[カバーイラスト 『秘密戦隊 ゴレンジャー』 (C) 東映ビデオ]
第68回 日本糖尿病学会年次学術集会で予定されている発表の抄録集を読んでいたら,『おや?』と思う報告がありました.

YIAとは.日本糖尿病学会が若手研究者(Young Investigator)を支援する奨励賞(Award)のことです.
メトホルミンを6ヶ月以上継続服用している2型糖尿病患者は,服用していない患者よりも血清中の 銅(Cu),鉄(Fe)イオンの濃度が低く,逆に亜鉛(Zn)濃度は高かった,という報告です.抄録だけではこれ以上の詳細は不明なので,発表を聴講するつもりです.
この記事に興味を抱いた原因は,この記事に書いた通り;
メトホルミンは,その分子構造から,馬蹄形に開いた電子雲のクッションを持っているため;

金属(銅,鉄,コバルト,ニッケル,クロム…etc.)イオンがメトホルミンに遭遇すると,2つのメトホルミンの分子と金属イオンとが,シャキーンと(音はしないでしょうが)合体するのです.

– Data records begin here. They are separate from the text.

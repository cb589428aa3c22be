use std::future::Future;
use std::io;
use std::path::{
  Path,
  PathBuf
};

use tracing::{
  debug,
  error
};

use crate::model::CategoryRecord;

/// Where the dashboard data lives unless
/// configured otherwise.
pub const DEFAULT_DATA_PATH: &str =
  "./data.json";

#[derive(Debug, thiserror::Error)]
pub enum FetchError {
  #[error("request failed: {0}")]
  Transport(String),
  #[error(
    "unexpected response status \
     {code} {text}"
  )]
  Status { code: u16, text: String },
  #[error("malformed category data: {0}")]
  Malformed(#[from] serde_json::Error)
}

/// Produces the category list. One
/// request per call, no retries.
pub trait DataSource {
  fn fetch(
    &self
  ) -> impl Future<
    Output = Result<
      Vec<CategoryRecord>,
      FetchError
    >
  >;
}

pub fn parse_categories(
  body: &[u8]
) -> Result<Vec<CategoryRecord>, FetchError>
{
  Ok(serde_json::from_slice(body)?)
}

/// Runs one fetch and flattens any
/// failure into `None` after logging it.
pub async fn fetch_categories<D>(
  source: &D
) -> Option<Vec<CategoryRecord>>
where
  D: DataSource
{
  match source.fetch().await {
    | Ok(records) => {
      debug!(
        count = records.len(),
        "fetched categories"
      );
      Some(records)
    }
    | Err(error) => {
      error!(
        %error,
        "failed fetching dashboard data"
      );
      None
    }
  }
}

/// Reads the category list from a file on
/// disk.
#[derive(Debug, Clone)]
pub struct FileSource {
  path: PathBuf
}

impl FileSource {
  pub fn new(
    path: impl Into<PathBuf>
  ) -> Self {
    Self { path: path.into() }
  }

  pub fn path(&self) -> &Path {
    &self.path
  }
}

impl DataSource for FileSource {
  async fn fetch(
    &self
  ) -> Result<Vec<CategoryRecord>, FetchError>
  {
    let body = std::fs::read(&self.path)
      .map_err(|err| {
        match err.kind() {
          | io::ErrorKind::NotFound => {
            FetchError::Status {
              code: 404,
              text: format!(
                "{} not found",
                self.path.display()
              )
            }
          }
          | _ => FetchError::Transport(
            format!(
              "{}: {err}",
              self.path.display()
            )
          )
        }
      })?;
    parse_categories(&body)
  }
}
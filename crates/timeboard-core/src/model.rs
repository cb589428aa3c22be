use std::fmt;
use std::str::FromStr;

use serde::{
  Deserialize,
  Serialize
};

/// The time-aggregation view a dashboard
/// shows.
#[derive(
  Debug,
  Clone,
  Copy,
  PartialEq,
  Eq,
  PartialOrd,
  Ord,
  Hash,
  Serialize,
  Deserialize,
)]
#[serde(rename_all = "lowercase")]
pub enum Granularity {
  Daily,
  Weekly,
  Monthly
}

impl Granularity {
  pub const DEFAULT: Self =
    Self::Weekly;

  pub fn all() -> [Self; 3] {
    [
      Self::Daily,
      Self::Weekly,
      Self::Monthly
    ]
  }

  pub fn as_key(self) -> &'static str {
    match self {
      | Self::Daily => "daily",
      | Self::Weekly => "weekly",
      | Self::Monthly => "monthly"
    }
  }

  pub fn label(self) -> &'static str {
    match self {
      | Self::Daily => "Daily",
      | Self::Weekly => "Weekly",
      | Self::Monthly => "Monthly"
    }
  }

  /// Caption shown next to the
  /// prior-period hours.
  pub fn previous_label(
    self
  ) -> &'static str {
    match self {
      | Self::Daily => "Yesterday",
      | Self::Weekly => "Last week",
      | Self::Monthly => "Last month"
    }
  }

  pub fn grid_class(self) -> String {
    format!(
      "dashboard__grid--{}",
      self.as_key()
    )
  }
}

impl Default for Granularity {
  fn default() -> Self {
    Self::DEFAULT
  }
}

impl fmt::Display for Granularity {
  fn fmt(
    &self,
    f: &mut fmt::Formatter<'_>
  ) -> fmt::Result {
    f.write_str(self.as_key())
  }
}

#[derive(
  Debug,
  Clone,
  PartialEq,
  Eq,
  thiserror::Error,
)]
#[error(
  "unknown granularity `{0}` \
   (expected daily, weekly or \
   monthly)"
)]
pub struct UnknownGranularity(
  pub String
);

impl FromStr for Granularity {
  type Err = UnknownGranularity;

  fn from_str(
    s: &str
  ) -> Result<Self, Self::Err> {
    match s {
      | "daily" => Ok(Self::Daily),
      | "weekly" => Ok(Self::Weekly),
      | "monthly" => Ok(Self::Monthly),
      | other => Err(
        UnknownGranularity(
          other.to_string()
        )
      )
    }
  }
}

/// Hours logged in the current and the
/// prior period.
#[derive(
  Debug,
  Clone,
  Copy,
  PartialEq,
  Serialize,
  Deserialize,
)]
pub struct Timeframe {
  pub current:  f64,
  pub previous: f64
}

#[derive(
  Debug,
  Clone,
  PartialEq,
  Serialize,
  Deserialize,
)]
pub struct Timeframes {
  pub daily:   Timeframe,
  pub weekly:  Timeframe,
  pub monthly: Timeframe
}

impl Timeframes {
  pub fn get(
    &self,
    mode: Granularity
  ) -> &Timeframe {
    match mode {
      | Granularity::Daily => {
        &self.daily
      }
      | Granularity::Weekly => {
        &self.weekly
      }
      | Granularity::Monthly => {
        &self.monthly
      }
    }
  }
}

#[derive(
  Debug,
  Clone,
  PartialEq,
  Serialize,
  Deserialize,
)]
pub struct CategoryRecord {
  pub title:      String,
  pub timeframes: Timeframes
}

impl CategoryRecord {
  pub fn new(
    title: impl Into<String>,
    daily: (f64, f64),
    weekly: (f64, f64),
    monthly: (f64, f64)
  ) -> Self {
    let tf = |(current, previous)| {
      Timeframe { current, previous }
    };
    Self {
      title:      title.into(),
      timeframes: Timeframes {
        daily:   tf(daily),
        weekly:  tf(weekly),
        monthly: tf(monthly)
      }
    }
  }
}

/// Formats an hour count the way cards
/// show it: whole numbers without a
/// fractional part.
pub fn format_hours(hours: f64) -> String {
  if hours.fract() == 0.0
    && hours.abs() < 1e15
  {
    format!("{}hrs", hours as i64)
  } else {
    format!("{hours}hrs")
  }
}

#[cfg(test)]
mod tests {
  use super::*;

  #[test]
  fn granularity_parses_storage_values()
  {
    for mode in Granularity::all() {
      assert_eq!(
        mode.as_key().parse::<Granularity>(),
        Ok(mode)
      );
    }
    assert!(
      "yearly"
        .parse::<Granularity>()
        .is_err()
    );
    assert!(
      "Daily"
        .parse::<Granularity>()
        .is_err()
    );
    assert!(
      " daily\n"
        .parse::<Granularity>()
        .is_err()
    );
  }

  #[test]
  fn default_granularity_is_weekly() {
    assert_eq!(
      Granularity::default(),
      Granularity::Weekly
    );
  }

  #[test]
  fn category_deserializes_from_data_json_shape(
  ) {
    let raw = r#"{
      "title": "Self Care",
      "timeframes": {
        "daily": { "current": 0, "previous": 1 },
        "weekly": { "current": 2, "previous": 2 },
        "monthly": { "current": 7, "previous": 11 }
      }
    }"#;
    let record: CategoryRecord =
      serde_json::from_str(raw)
        .expect("valid record");
    assert_eq!(
      record,
      CategoryRecord::new(
        "Self Care",
        (0.0, 1.0),
        (2.0, 2.0),
        (7.0, 11.0)
      )
    );
  }

  #[test]
  fn hours_drop_trailing_zero() {
    assert_eq!(format_hours(5.0), "5hrs");
    assert_eq!(format_hours(0.0), "0hrs");
    assert_eq!(
      format_hours(2.5),
      "2.5hrs"
    );
  }
}
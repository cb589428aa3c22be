use std::collections::BTreeMap;

use tracing::{
  debug,
  warn
};

use crate::model::Granularity;

/// Storage key the selected mode lives
/// under.
pub const MODE_STORAGE_KEY: &str =
  "mode";

/// Durable string key-value storage,
/// shaped after `localStorage`.
pub trait KeyValueStore {
  fn get_item(
    &self,
    key: &str
  ) -> anyhow::Result<Option<String>>;

  fn set_item(
    &mut self,
    key: &str,
    value: &str
  ) -> anyhow::Result<()>;
}

#[derive(Debug, Clone, Default)]
pub struct MemoryStore {
  items: BTreeMap<String, String>
}

impl MemoryStore {
  pub fn new() -> Self {
    Self::default()
  }

  pub fn with_item(
    mut self,
    key: &str,
    value: &str
  ) -> Self {
    self.items.insert(
      key.to_string(),
      value.to_string()
    );
    self
  }
}

impl KeyValueStore for MemoryStore {
  fn get_item(
    &self,
    key: &str
  ) -> anyhow::Result<Option<String>> {
    Ok(self.items.get(key).cloned())
  }

  fn set_item(
    &mut self,
    key: &str,
    value: &str
  ) -> anyhow::Result<()> {
    self.items.insert(
      key.to_string(),
      value.to_string()
    );
    Ok(())
  }
}

/// Reads and writes the selected
/// granularity. Storage trouble is
/// logged and never reaches the caller.
#[derive(Debug, Clone)]
pub struct ModePersistence<S> {
  store:   S,
  key:     String,
  default: Granularity
}

impl<S: KeyValueStore>
  ModePersistence<S>
{
  pub fn new(store: S) -> Self {
    Self::with_key(
      store,
      MODE_STORAGE_KEY
    )
  }

  pub fn with_key(
    store: S,
    key: impl Into<String>
  ) -> Self {
    Self {
      store,
      key: key.into(),
      default: Granularity::DEFAULT
    }
  }

  pub fn with_default(
    mut self,
    default: Granularity
  ) -> Self {
    self.default = default;
    self
  }

  pub fn key(&self) -> &str {
    &self.key
  }

  pub fn store(&self) -> &S {
    &self.store
  }

  pub fn into_store(self) -> S {
    self.store
  }

  pub fn read(&self) -> Granularity {
    let stored = match self
      .store
      .get_item(&self.key)
    {
      | Ok(value) => value,
      | Err(error) => {
        warn!(
          key = %self.key,
          error = %error,
          "failed reading persisted mode"
        );
        None
      }
    };

    match stored {
      | Some(raw) => {
        match raw.parse::<Granularity>() {
          | Ok(mode) => mode,
          | Err(error) => {
            warn!(
              key = %self.key,
              %error,
              "ignoring invalid persisted mode"
            );
            self.default
          }
        }
      }
      | None => {
        debug!(
          key = %self.key,
          default = %self.default,
          "no persisted mode; using default"
        );
        self.default
      }
    }
  }

  pub fn write(
    &mut self,
    mode: Granularity
  ) {
    if let Err(error) = self
      .store
      .set_item(&self.key, mode.as_key())
    {
      warn!(
        key = %self.key,
        %mode,
        error = %error,
        "failed persisting mode"
      );
    }
  }
}

#[cfg(test)]
mod tests {
  use anyhow::anyhow;

  use super::*;

  struct BrokenStore;

  impl KeyValueStore for BrokenStore {
    fn get_item(
      &self,
      _key: &str
    ) -> anyhow::Result<Option<String>>
    {
      Err(anyhow!("storage disabled"))
    }

    fn set_item(
      &mut self,
      _key: &str,
      _value: &str
    ) -> anyhow::Result<()> {
      Err(anyhow!("quota exceeded"))
    }
  }

  #[test]
  fn read_defaults_to_weekly() {
    let persistence =
      ModePersistence::new(MemoryStore::new());
    assert_eq!(
      persistence.read(),
      Granularity::Weekly
    );
  }

  #[test]
  fn read_returns_last_written_mode() {
    let mut persistence =
      ModePersistence::new(MemoryStore::new());
    persistence.write(Granularity::Daily);
    persistence.write(Granularity::Monthly);
    assert_eq!(
      persistence.read(),
      Granularity::Monthly
    );
    assert_eq!(
      persistence
        .store()
        .get_item(MODE_STORAGE_KEY)
        .expect("memory store"),
      Some("monthly".to_string())
    );
  }

  #[test]
  fn invalid_stored_value_falls_back() {
    let persistence = ModePersistence::new(
      MemoryStore::new()
        .with_item(MODE_STORAGE_KEY, "yearly")
    );
    assert_eq!(
      persistence.read(),
      Granularity::Weekly
    );
  }

  #[test]
  fn padded_stored_value_is_not_a_mode() {
    let persistence = ModePersistence::new(
      MemoryStore::new()
        .with_item(MODE_STORAGE_KEY, " daily\n")
    );
    assert_eq!(
      persistence.read(),
      Granularity::Weekly
    );
  }

  #[test]
  fn broken_storage_degrades_silently() {
    let mut persistence =
      ModePersistence::new(BrokenStore);
    persistence.write(Granularity::Daily);
    assert_eq!(
      persistence.read(),
      Granularity::Weekly
    );
  }

  #[test]
  fn custom_key_and_default() {
    let mut persistence =
      ModePersistence::with_key(
        MemoryStore::new(),
        "timePeriod"
      )
      .with_default(Granularity::Monthly);
    assert_eq!(
      persistence.read(),
      Granularity::Monthly
    );
    persistence.write(Granularity::Daily);
    assert_eq!(
      persistence
        .store()
        .get_item("timePeriod")
        .expect("memory store")
        .as_deref(),
      Some("daily")
    );
  }
}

これらのメトホルミン-金属錯体は,多様な生化学活性を有しています.特に 亜鉛ーメトホルミン 錯体は,強力な殺菌作用を有すると報告されています.

ところで,メトホルミンの服用を続けていると,次第に腸壁にメトホルミンが蓄積されてきます.
それも血中濃度の30~300倍という高濃度で存在するようになるのです. ということは,メトホルミン服用者の腸壁には 当然 亜鉛ーメトホルミン 錯体もまた高濃度で存在しているでしょう.
これらを勘案すると,糖尿病でメトホルミン服用している人の腸内細菌構成は,服用していない人とはまるで異なるという,この報告とは符合するわけで;

ますますメトホルミンへの興味は尽きません.
なお,イメグリミンには 上図の分子構造の通り,環状構造なので金属イオンが飛び込む入口がないため,錯体を作ることはないと思われます.